**Exercise description:** Please copy out the entries below exactly, beginning with the line that contains "let start = 1" and ending with the line that contains "if second != first", and include nothing outside that span.

Collected data entries
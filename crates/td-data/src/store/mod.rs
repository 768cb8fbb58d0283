//! The data store orchestrator

use tracing::{debug, info, warn};
use uuid::Uuid;

use td_core::{Column, Row, TableSnapshot};
use td_engine::{process_data, TransformStep};

use crate::ingest::{FileInfo, IngestMessage};

/// Holds the raw snapshot, the processed snapshot, and the pipeline
/// that derives one from the other.
///
/// An explicit, constructible object: the host application owns its
/// lifetime and threading discipline. The processed snapshot is always
/// a full replay of the pipeline over raw; every pipeline edit
/// synchronously recomputes it. During streamed ingestion chunks are
/// appended to both snapshots without replaying the pipeline, which is
/// empty until ingestion completes anyway.
#[derive(Debug, Default)]
pub struct DataStore {
    raw: TableSnapshot,
    processed: TableSnapshot,
    pipeline: Vec<TransformStep>,
    file_info: Option<FileInfo>,
    ingesting: bool,
}

impl DataStore {
    /// Create an empty store
    pub fn new() -> Self {
        Self::default()
    }

    /// Create a store seeded with an existing raw snapshot
    pub fn with_raw(snapshot: TableSnapshot) -> Self {
        Self {
            raw: snapshot.clone(),
            processed: snapshot,
            pipeline: Vec::new(),
            file_info: None,
            ingesting: false,
        }
    }

    // --- read surface ---

    pub fn raw(&self) -> &TableSnapshot {
        &self.raw
    }

    pub fn processed(&self) -> &TableSnapshot {
        &self.processed
    }

    pub fn pipeline(&self) -> &[TransformStep] {
        &self.pipeline
    }

    pub fn file_info(&self) -> Option<&FileInfo> {
        self.file_info.as_ref()
    }

    pub fn is_ingesting(&self) -> bool {
        self.ingesting
    }

    // --- ingestion surface ---

    /// Replace the raw snapshot wholesale with a fully parsed table
    pub fn load_complete(&mut self, rows: Vec<Row>, columns: Vec<Column>) {
        self.raw = TableSnapshot::new(rows, columns);
        self.processed = self.raw.clone();
        self.pipeline.clear();
        self.ingesting = false;
        info!(
            rows = self.raw.row_count(),
            columns = self.raw.column_count(),
            "table loaded"
        );
    }

    /// Begin streamed ingestion: empty table with the inferred columns
    pub fn init_data(&mut self, columns: Vec<Column>, file_info: FileInfo) {
        self.raw = TableSnapshot::new(Vec::new(), columns);
        self.processed = self.raw.clone();
        self.pipeline.clear();
        self.file_info = Some(file_info);
        self.ingesting = true;
    }

    /// Append a chunk to both snapshots identically.
    ///
    /// The pipeline is not replayed here; transformations apply only
    /// after ingestion is declared complete.
    pub fn append_data(&mut self, rows: Vec<Row>) {
        self.raw.rows.extend(rows.iter().cloned());
        self.processed.rows.extend(rows);
    }

    /// Declare streamed ingestion complete
    pub fn finalize_data(&mut self) {
        self.ingesting = false;
        info!(
            rows = self.raw.row_count(),
            columns = self.raw.column_count(),
            "ingestion complete"
        );
    }

    /// Abort ingestion: discard any partial table
    pub fn abort_ingest(&mut self, message: &str) {
        warn!(error = message, "ingestion aborted");
        self.raw = TableSnapshot::empty();
        self.processed = TableSnapshot::empty();
        self.pipeline.clear();
        self.file_info = None;
        self.ingesting = false;
    }

    /// Dispatch one ingest message to the matching operation
    pub fn handle_message(&mut self, message: IngestMessage) {
        match message {
            IngestMessage::Init { columns, file_info } => self.init_data(columns, file_info),
            IngestMessage::Chunk { rows } => self.append_data(rows),
            IngestMessage::Progress { .. } => {}
            IngestMessage::Complete => self.finalize_data(),
            IngestMessage::Error { message } => self.abort_ingest(&message),
        }
    }

    // --- pipeline surface ---

    /// Append a step and replay the pipeline from raw
    pub fn add_step(&mut self, step: TransformStep) {
        self.pipeline.push(step);
        self.reprocess();
    }

    /// Remove a step by id (unknown ids are ignored) and replay
    pub fn remove_step(&mut self, id: Uuid) {
        let before = self.pipeline.len();
        self.pipeline.retain(|step| step.id != id);
        if self.pipeline.len() != before {
            self.reprocess();
        }
    }

    /// Drop every step; processed becomes a copy of raw again
    pub fn reset_pipeline(&mut self) {
        self.pipeline.clear();
        self.processed = self.raw.clone();
    }

    fn reprocess(&mut self) {
        self.processed = process_data(&self.raw.rows, &self.raw.columns, &self.pipeline);
        debug!(
            steps = self.pipeline.len(),
            rows = self.processed.row_count(),
            "pipeline replayed"
        );
    }
}
//! Min-max bucket downsampling for large point series

use serde::{Deserialize, Serialize};

/// One chart point, x ascending within a series
#[derive(Debug, Clone, Copy, PartialEq, Serialize, Deserialize)]
pub struct PlotPoint {
    pub x: f64,
    pub y: f64,
}

impl PlotPoint {
    pub fn new(x: f64, y: f64) -> Self {
        Self { x, y }
    }
}

/// Transient numeric bounds applied to a derived point series
#[derive(Debug, Clone, Copy, PartialEq, Serialize, Deserialize)]
pub struct FilterRange {
    pub min: f64,
    pub max: f64,
}

/// Keep only points whose y lies within the range; `None` keeps all.
pub fn apply_filter_range(points: &[PlotPoint], range: Option<FilterRange>) -> Vec<PlotPoint> {
    match range {
        Some(r) => points
            .iter()
            .filter(|p| p.y >= r.min && p.y <= r.max)
            .copied()
            .collect(),
        None => points.to_vec(),
    }
}

/// Reduce an ordered series to roughly `threshold` points while keeping
/// local extremes.
///
/// The first and last points are always kept. Interior points are
/// partitioned into `floor((threshold - 2) / 2)` buckets with floating
/// boundaries floored to indices; each bucket contributes its min-y and
/// max-y points (first occurrence wins on ties) in ascending-x order,
/// or one point when they coincide. Unlike naive stride sampling this
/// never smooths away spikes, at the cost of emitting up to about
/// `threshold` points rather than exactly `threshold`.
pub fn downsample_data(points: &[PlotPoint], threshold: usize) -> Vec<PlotPoint> {
    if points.len() <= threshold || points.len() <= 2 {
        return points.to_vec();
    }

    let bucket_count = threshold.saturating_sub(2) / 2;
    let mut sampled = Vec::with_capacity(bucket_count * 2 + 2);
    sampled.push(points[0]);

    if bucket_count > 0 {
        let interior = (points.len() - 2) as f64;
        let bucket_size = interior / bucket_count as f64;

        for bucket in 0..bucket_count {
            let start = 1 + (bucket as f64 * bucket_size).floor() as usize;
            let end = (1 + ((bucket + 1) as f64 * bucket_size).floor() as usize)
                .min(points.len() - 1);
            if start >= end {
                continue;
            }

            let mut min_idx = start;
            let mut max_idx = start;
            for i in start..end {
                if points[i].y < points[min_idx].y {
                    min_idx = i;
                }
                if points[i].y > points[max_idx].y {
                    max_idx = i;
                }
            }

            let (first, second) = if min_idx <= max_idx {
                (min_idx, max_idx)
            } else {
                (max_idx, min_idx)
            };
            sampled.push(points[first]);
            if second != first {
                sampled.push(points[second]);
            }
        }
    }

    sampled.push(points[points.len() - 1]);
    sampled
}

#[cfg(test)]
mod tests {
    use super::*;

    fn series(n: usize) -> Vec<PlotPoint> {
        (0..n)
            .map(|i| PlotPoint::new(i as f64, (i as f64 * 0.7).sin()))
            .collect()
    }

    #[test]
    fn test_identity_below_threshold() {
        let points = series(50);
        assert_eq!(downsample_data(&points, 100), points);
        assert_eq!(downsample_data(&points, 50), points);
    }

    #[test]
    fn test_endpoints_preserved() {
        let points = series(10_000);
        let sampled = downsample_data(&points, 500);
        assert_eq!(sampled.first(), points.first());
        assert_eq!(sampled.last(), points.last());
    }

    #[test]
    fn test_output_bounded() {
        let points = series(10_000);
        let sampled = downsample_data(&points, 500);
        assert!(sampled.len() <= 500);
        assert!(sampled.len() < points.len());
    }

    #[test]
    fn test_spikes_survive() {
        let mut points = series(5_000);
        points[2500].y = 1000.0;
        points[3000].y = -1000.0;
        let sampled = downsample_data(&points, 200);
        assert!(sampled.iter().any(|p| p.y == 1000.0));
        assert!(sampled.iter().any(|p| p.y == -1000.0));
    }

    #[test]
    fn test_x_order_is_preserved() {
        let points = series(3_000);
        let sampled = downsample_data(&points, 100);
        for pair in sampled.windows(2) {
            assert!(pair[0].x <= pair[1].x);
        }
    }

    #[test]
    fn test_tiny_threshold_keeps_endpoints_only() {
        let points = series(10);
        let sampled = downsample_data(&points, 3);
        assert_eq!(sampled.len(), 2);
        assert_eq!(sampled[0], points[0]);
        assert_eq!(sampled[1], points[9]);
    }

    #[test]
    fn test_filter_range() {
        let points = vec![
            PlotPoint::new(0.0, -5.0),
            PlotPoint::new(1.0, 0.5),
            PlotPoint::new(2.0, 2.0),
        ];
        let filtered = apply_filter_range(&points, Some(FilterRange { min: 0.0, max: 1.0 }));
        assert_eq!(filtered, vec![PlotPoint::new(1.0, 0.5)]);
        assert_eq!(apply_filter_range(&points, None), points);
    }
}
//! Statistical summarization and series downsampling
//!
//! Everything here is chart-facing: histograms, box-plot five-number
//! summaries, Pearson correlation, and the min-max bucket downsampler
//! applied to large point series before rendering. All functions are
//! pure and degrade to well-typed fallback values (empty output, zero,
//! a single bin) on degenerate input rather than returning errors.

pub mod box_plot;
pub mod correlation;
pub mod downsample;
pub mod histogram;

pub use box_plot::{calculate_box_plot_stats, group_data_for_box_plot, GroupedBoxPlot};
pub use correlation::{calculate_correlation, calculate_correlation_matrix, CorrelationCell};
pub use downsample::{apply_filter_range, downsample_data, FilterRange, PlotPoint};
pub use histogram::{calculate_histogram, Histogram};
//! Box-plot five-number summaries and category grouping

use indexmap::IndexMap;
use serde::Serialize;

/// Default cap on distinct box-plot categories before collapsing
pub const DEFAULT_MAX_CATEGORIES: usize = 100;

/// Grouped box-plot data ready for rendering
#[derive(Debug, Clone, Serialize)]
pub struct GroupedBoxPlot {
    /// Category labels along the axis
    pub axis_data: Vec<String>,

    /// Five-number summary per category, aligned with `axis_data`
    pub box_data: Vec<[f64; 5]>,

    /// Whether adjacent categories were collapsed to respect the cap
    pub grouped: bool,

    /// Distinct category count before any collapsing
    pub original_count: usize,
}

/// Compute `[min, Q1, median, Q3, max]` for a value set.
///
/// Quartiles use the R-7 method: linear interpolation between order
/// statistics at `pos = (n - 1) * q`. Empty input yields all zeros.
pub fn calculate_box_plot_stats(data: &[f64]) -> [f64; 5] {
    if data.is_empty() {
        return [0.0; 5];
    }

    let mut sorted = data.to_vec();
    sorted.sort_by(f64::total_cmp);

    let q1 = quantile(&sorted, 0.25);
    let median = quantile(&sorted, 0.5);
    let q3 = quantile(&sorted, 0.75);

    [sorted[0], q1, median, q3, sorted[sorted.len() - 1]]
}

/// R-7 quantile over pre-sorted values
fn quantile(sorted: &[f64], q: f64) -> f64 {
    let pos = (sorted.len() - 1) as f64 * q;
    interpolate(sorted, pos)
}

fn interpolate(sorted: &[f64], idx: f64) -> f64 {
    let lower = idx.floor() as usize;
    let upper = lower + 1;

    if upper >= sorted.len() {
        sorted[lower]
    } else {
        let fraction = idx - lower as f64;
        sorted[lower] * (1.0 - fraction) + sorted[upper] * fraction
    }
}

/// Group y-values by their paired x-label and box-plot-stat each group.
///
/// Labels and values are index-aligned. Groups keep first-appearance
/// order, never sorted order. When the distinct group count exceeds
/// `max_categories`, consecutive runs of `ceil(count / max)` groups are
/// merged into buckets relabeled `"Group N (start-end)"` with 1-based
/// original-group ordinals, and the summary is taken over each bucket's
/// concatenated values. `original_count` always reports the
/// pre-collapse distinct count.
pub fn group_data_for_box_plot(
    x_labels: &[String],
    y_values: &[f64],
    max_categories: usize,
) -> GroupedBoxPlot {
    let mut groups: IndexMap<String, Vec<f64>> = IndexMap::new();
    for (label, &value) in x_labels.iter().zip(y_values.iter()) {
        groups.entry(label.clone()).or_default().push(value);
    }

    let original_count = groups.len();
    let max_categories = max_categories.max(1);

    if original_count <= max_categories {
        let axis_data = groups.keys().cloned().collect();
        let box_data = groups
            .values()
            .map(|values| calculate_box_plot_stats(values))
            .collect();
        return GroupedBoxPlot {
            axis_data,
            box_data,
            grouped: false,
            original_count,
        };
    }

    // Collapse consecutive groups, in insertion order, into buckets of
    // ceil(count / max) groups each.
    let bucket_span = original_count.div_ceil(max_categories);
    let entries: Vec<(&String, &Vec<f64>)> = groups.iter().collect();

    let mut axis_data = Vec::new();
    let mut box_data = Vec::new();
    for (bucket_idx, chunk) in entries.chunks(bucket_span).enumerate() {
        let start = bucket_idx * bucket_span + 1;
        let end = start + chunk.len() - 1;
        axis_data.push(format!("Group {} ({}-{})", bucket_idx + 1, start, end));

        let merged: Vec<f64> = chunk
            .iter()
            .flat_map(|(_, values)| values.iter().copied())
            .collect();
        box_data.push(calculate_box_plot_stats(&merged));
    }

    GroupedBoxPlot {
        axis_data,
        box_data,
        grouped: true,
        original_count,
    }
}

**Your response:**
            let start = 1 + (bucket as f64 * bucket_size).floor() as usize;
            let end = (1 + ((bucket + 1) as f64 * bucket_size).floor() as usize)
                .min(points.len() - 1);
            if start >= end {
                continue;
            }

            let mut min_idx = start;
            let mut max_idx = start;
            for i in start..end {
                if points[i].y < points[min_idx].y {
                    min_idx = i;
                }
                if points[i].y > points[max_idx].y {
                    max_idx = i;
                }
            }

            let (first, second) = if min_idx <= max_idx {
                (min_idx, max_idx)
            } else {
                (max_idx, min_idx)
            };
            sampled.push(points[first]);
            if second != first {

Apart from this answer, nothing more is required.